Sulla carta, l’Italia è una Repubblica parlamentare, suddivisa dal punto di vista amministrativo in Regioni e Province autonome. Tuttavia per quanto riguarda la salute pubblica, la regionalizzazione del SSN (Servizio Sanitario Nazionale) la rende quasi una confederazione di Stati autonomi. Poco male in linea teorica, ma nell’applicazione pratica sono diverse le problematiche provocate da un simile assetto: in primo luogo, lo squilibrio dovuto alla distribuzione delle ricchezze del Paese genera un profondo divario Regioni “ricche” e Regioni “povere” e quindi una disparità tra cittadini che possono curarsi in modo ottimale e cittadini che non possono farlo. Questo malgrado il dettato costituzionale dell’articolo 32 che recita “La Repubblica tutela la salute come fondamentale diritto dell’individuo”. In secondo luogo, una diversa concezione della sanità tout court, più legata al territorio per alcune amministrazioni, necessariamente focalizzata sugli ospedali secondo altre, problematica forse sottovalutata fino ad oggi che però non manca di ricadute estremamente negative.

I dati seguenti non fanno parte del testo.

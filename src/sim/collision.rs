//! Player/obstacle collision checks
//!
//! Collision is a lane-slot test, not a physics solve: the player's logical
//! lane index is authoritative, and an obstacle hits when it shares that
//! lane and its box overlaps the player's fixed z-window. The lateral check
//! is kept in world units so the lane geometry (lane width vs obstacle
//! width plus player radius) is what actually guarantees that adjacent
//! lanes never collide.

use crate::consts::{PLAYER_RADIUS, PLAYER_Z};
use crate::lane_x;
use crate::sim::state::{Obstacle, PlayerState};

/// True when the obstacle's box overlaps the player's x-extent
#[inline]
pub fn lateral_overlap(player_x: f32, obstacle: &Obstacle) -> bool {
    (lane_x(obstacle.lane) - player_x).abs() < obstacle.size.x / 2.0 + PLAYER_RADIUS
}

/// True when the obstacle's box overlaps the player's z-extent
#[inline]
pub fn forward_overlap(obstacle: &Obstacle) -> bool {
    (obstacle.z - PLAYER_Z).abs() < obstacle.size.z / 2.0 + PLAYER_RADIUS
}

/// Full overlap test against the player's current lane
pub fn player_hits(player: &PlayerState, obstacle: &Obstacle) -> bool {
    lateral_overlap(lane_x(player.lane), obstacle) && forward_overlap(obstacle)
}

/// First obstacle overlapping the player, in id (spawn) order
pub fn first_hit<'a>(player: &PlayerState, obstacles: &'a [Obstacle]) -> Option<&'a Obstacle> {
    obstacles.iter().find(|o| player_hits(player, o))
}
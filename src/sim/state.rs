//! Game state and core simulation types
//!
//! Everything a run consists of lives here: the phase machine, the player,
//! the obstacle registry, and the per-session counters. All randomness is
//! derived from the session seed so a run is fully reproducible.

use glam::Vec3;

use crate::consts::{CENTER_LANE, LANE_COUNT, START_SPEED};
use crate::sim::spawn::Difficulty;

/// Current phase of gameplay
#[derive(Debug, Clone, Copy, PartialEq, Eq)]
pub enum GamePhase {
    /// Start screen; the world is idle
    Menu,
    /// Active gameplay
    Running,
    /// Player hit an obstacle; world is frozen until restart
    GameOver,
}

/// A single box-shaped obstacle occupying one lane
#[derive(Debug, Clone, PartialEq)]
pub struct Obstacle {
    /// Unique per-session id, allocated in spawn order
    pub id: u32,
    /// Lane index in [0, LANE_COUNT)
    pub lane: u8,
    /// Forward coordinate; advances toward positive z each tick
    pub z: f32,
    /// Box extents (x, y, z)
    pub size: Vec3,
    /// Tick the obstacle's row spawned on; all members of a row share it
    pub spawned_tick: u64,
}

/// The player avatar. Position is a lane index; the world moves, not the player.
#[derive(Debug, Clone, Copy, PartialEq, Eq)]
pub struct PlayerState {
    pub lane: u8,
    pub alive: bool,
}

impl Default for PlayerState {
    fn default() -> Self {
        Self {
            lane: CENTER_LANE,
            alive: true,
        }
    }
}

impl PlayerState {
    /// Step one lane toward negative x; clamps at the edge (no wraparound)
    pub fn move_left(&mut self) {
        if self.lane > 0 {
            self.lane -= 1;
        }
    }

    /// Step one lane toward positive x; clamps at the edge
    pub fn move_right(&mut self) {
        if usize::from(self.lane) + 1 < LANE_COUNT {
            self.lane += 1;
        }
    }
}

/// Complete simulation state for one session (deterministic)
#[derive(Debug, Clone)]
pub struct GameState {
    /// Session seed; every row's randomness is derived from it
    pub seed: u64,
    /// Difficulty curve parameters for this session
    pub difficulty: Difficulty,
    /// Current phase
    pub phase: GamePhase,
    /// Seconds of play time accumulated while running
    pub elapsed: f32,
    /// Current world speed (units/sec), derived from `elapsed`
    pub speed: f32,
    /// Score; accrues continuously while running
    pub score: f32,
    /// Player avatar
    pub player: PlayerState,
    /// Live obstacles (sorted by id for determinism)
    pub obstacles: Vec<Obstacle>,
    /// World distance travelled since the last row spawned
    pub distance_since_spawn: f32,
    /// Rows spawned so far; indexes the per-row seed derivation
    pub rows_spawned: u32,
    /// Simulation tick counter
    pub time_ticks: u64,
    /// Set once the final score has been handed out for submission
    pub score_submitted: bool,
    /// Next entity ID
    next_id: u32,
}

impl GameState {
    /// Create a fresh session in the menu phase with default difficulty
    pub fn new(seed: u64) -> Self {
        Self::new_with_difficulty(seed, Difficulty::default())
    }

    /// Create a fresh session with explicit difficulty parameters
    pub fn new_with_difficulty(seed: u64, difficulty: Difficulty) -> Self {
        Self {
            seed,
            difficulty,
            phase: GamePhase::Menu,
            elapsed: 0.0,
            speed: difficulty.start_speed,
            score: 0.0,
            player: PlayerState::default(),
            obstacles: Vec::new(),
            distance_since_spawn: 0.0,
            rows_spawned: 0,
            time_ticks: 0,
            score_submitted: false,
            next_id: 1,
        }
    }

    /// Allocate a new entity ID
    pub fn next_entity_id(&mut self) -> u32 {
        let id = self.next_id;
        self.next_id += 1;
        id
    }

    /// Ensure obstacles are sorted by ID for deterministic iteration
    pub fn normalize_order(&mut self) {
        self.obstacles.sort_by_key(|o| o.id);
    }

    /// Number of live rows. Row members share a `spawned_tick` and sit
    /// contiguously in the id-sorted registry.
    pub fn active_rows(&self) -> usize {
        let mut rows = 0;
        let mut last_tick = None;
        for o in &self.obstacles {
            if last_tick != Some(o.spawned_tick) {
                rows += 1;
                last_tick = Some(o.spawned_tick);
            }
        }
        rows
    }

    /// One-shot: the final score to report after a game over. Returns `Some`
    /// exactly once per run; later calls (and calls in any other phase)
    /// return `None`.
    pub fn take_final_score(&mut self) -> Option<u64> {
        if self.phase == GamePhase::GameOver && !self.score_submitted {
            self.score_submitted = true;
            Some(self.score as u64)
        } else {
            None
        }
    }
}

impl Default for GameState {
    fn default() -> Self {
        Self::new(0)
    }
}

#[cfg(test)]
mod tests {
    use super::*;
    use crate::consts::OBSTACLE_SIZES;

    #[test]
    fn test_new_state_defaults() {
        let state = GameState::new(42);
        assert_eq!(state.phase, GamePhase::Menu);
        assert_eq!(state.player.lane, CENTER_LANE);
        assert!(state.player.alive);
        assert_eq!(state.speed, START_SPEED);
        assert_eq!(state.score, 0.0);
        assert!(state.obstacles.is_empty());
        assert!(!state.score_submitted);
    }

    #[test]
    fn test_player_lane_clamps() {
        let mut player = PlayerState::default();
        player.move_left();
        assert_eq!(player.lane, 0);
        player.move_left();
        assert_eq!(player.lane, 0);
        player.move_right();
        player.move_right();
        assert_eq!(player.lane, 2);
        player.move_right();
        assert_eq!(player.lane, 2);
    }

    #[test]
    fn test_entity_ids_monotonic() {
        let mut state = GameState::new(1);
        let a = state.next_entity_id();
        let b = state.next_entity_id();
        assert!(b > a);
    }

    #[test]
    fn test_active_rows_counts_spawn_groups() {
        let mut state = GameState::new(7);
        for (tick, lane) in [(3u64, 0u8), (3, 2), (9, 1)] {
            let id = state.next_entity_id();
            state.obstacles.push(Obstacle {
                id,
                lane,
                z: -10.0,
                size: OBSTACLE_SIZES[0],
                spawned_tick: tick,
            });
        }
        assert_eq!(state.active_rows(), 2);
    }

    #[test]
    fn test_take_final_score_requires_game_over() {
        let mut state = GameState::new(3);
        assert_eq!(state.take_final_score(), None);
        state.phase = GamePhase::Running;
        assert_eq!(state.take_final_score(), None);
        state.phase = GamePhase::GameOver;
        state.score = 123.9;
        assert_eq!(state.take_final_score(), Some(123));
        assert_eq!(state.take_final_score(), None);
    }
}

La crisi provocata dalla pandemia di COVID-19 ha reso urgente un ripensamento complessivo del “sistema salute” nazionale,
portando alla luce la necessità di un equilibrio maggiore non solo tra Regioni, ma anche tra la medicina del territorio e le prestazioni ospedaliere specialistiche. Solo un efficiente sistema di assistenza territoriale può infatti arginare il collasso dei reparti ospedalieri sovraffollati. Ne abbiamo parlato con Renzo Le Pera, Vice Segretario Nazionale FIMMG – Federazione Italiana dei Medici di Medicina Generale, (http://www.fimmg.org/index.php?action=pages&m=view&p=1&lang=it ), organizzazione sindacale e associazione professionale che non ha mancato di manifestare a più riprese l’urgenza di interventi mirati a fornire alla medicina territoriale lo spazio necessario per tutelare al meglio la salute dei cittadini.
Dottor Le Pera, l’autonomia dei sistemi sanitari regionali è un asset da preservare o un ostacolo a un diritto alla cura davvero universale?
Le faccio subito capire subito il mio punto di vista: al referendum del 2001 sul titolo quinto della Costituzione io votai “No”. Perdendo (ride). In mancanza di un indirizzo centrale forte che si faccia garante per i cittadini, l’autonomia dei sistemi sanitari regionali aumenta le disparità tra Regioni che possono permettersi maggiori investimenti in Sanità e Regioni che non possono farlo, è un dato di fatto. A questo si aggiunga un ulteriore livello di disomogeneità, poiché non esiste una visione comune nemmeno tra le Regioni a Pil elevato: alcune amministrazioni investono maggiormente sugli ospedali e su strutture simili, mentre altre (poche a dire il vero) rafforzano la sanità territoriale.
Nel tentativo di dare garanzie a tutti i cittadini, a prescindere dalla loro residenza, nel 2002 sono stati introdotti i LEA (Livelli Essenziali di Assistenza). Tuttavia anche in questo caso ci sono problemi per le Regioni meno ricche, perché se i parametri prefissati non vengono raggiunti scatta il commissariamento, che equivale a una paralisi dell’assistenza sanitaria. Con la pandemia questa disparità sono divenute ancora più lampanti.
Quale ruolo hanno avuto i medici di medicina generale nella gestione delle fasi critiche della pandemia? E’ stato giustamente valorizzato?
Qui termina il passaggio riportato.